• Task directions
Please copy each line of the data that includes the string "ResolutionError".

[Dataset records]
#####
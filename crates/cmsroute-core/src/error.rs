//! Error types for cmsroute
//!
//! Each failure family has its own enum so callers can match on the
//! specific condition; all of them fold into [`Error`].

use thiserror::Error;

/// Site and model configuration errors
#[derive(Debug, Error)]
pub enum ConfigError {
    #[error("Site symbol not provided and no default site configured")]
    NoSiteSpecified,

    #[error("No sites configured")]
    NoSitesConfigured,

    #[error("No site configured for symbol {symbol}. Available symbols: {}", available.join(", "))]
    UnknownSite {
        symbol: String,
        available: Vec<String>,
    },

    #[error("Model kind needs to be either Entity or Table, received \"{0}\"")]
    InvalidKind(String),

    #[error("Invalid configuration for site {symbol}: {reason}")]
    InvalidSiteConfig { symbol: String, reason: String },

    #[error("Configuration source error: {0}")]
    Source(String),

    #[error("Configuration file not found: {0}")]
    FileNotFound(String),
}

/// Errors raised while a table handle is being initialized
#[derive(Debug, Error)]
pub enum InitializationError {
    #[error("No data source was set for {plugin} (site {symbol})")]
    NoDatasource { plugin: String, symbol: String },
}

/// Errors raised while turning a logical table name into a concrete table
#[derive(Debug, Error)]
pub enum ResolutionError {
    #[error(
        "Requested table {table} resolves to generic {class}. Make sure a concrete table class exists in {search_path}"
    )]
    GenericFallbackOnly {
        table: String,
        class: String,
        search_path: String,
    },
}

/// Connection pool errors
#[derive(Debug, Error)]
pub enum ConnectionError {
    #[error("Datasource {name} is not registered. Registered datasources: {}", available.join(", "))]
    MissingDatasource {
        name: String,
        available: Vec<String>,
    },

    #[error("Invalid datasource {name}: {reason}")]
    InvalidDatasource { name: String, reason: String },
}

#[derive(Debug, Error)]
pub enum Error {
    #[error(transparent)]
    Config(#[from] ConfigError),

    #[error(transparent)]
    Initialization(#[from] InitializationError),

    #[error(transparent)]
    Resolution(#[from] ResolutionError),

    #[error(transparent)]
    Connection(#[from] ConnectionError),

    #[error("Serialization error: {0}")]
    Serialization(#[from] serde_json::Error),

    #[error("IO error: {0}")]
    Io(#[from] std::io::Error),
}

pub type Result<T> = std::result::Result<T, Error>;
#####
• Answer box
pub enum ResolutionError {
    Resolution(#[from] ResolutionError),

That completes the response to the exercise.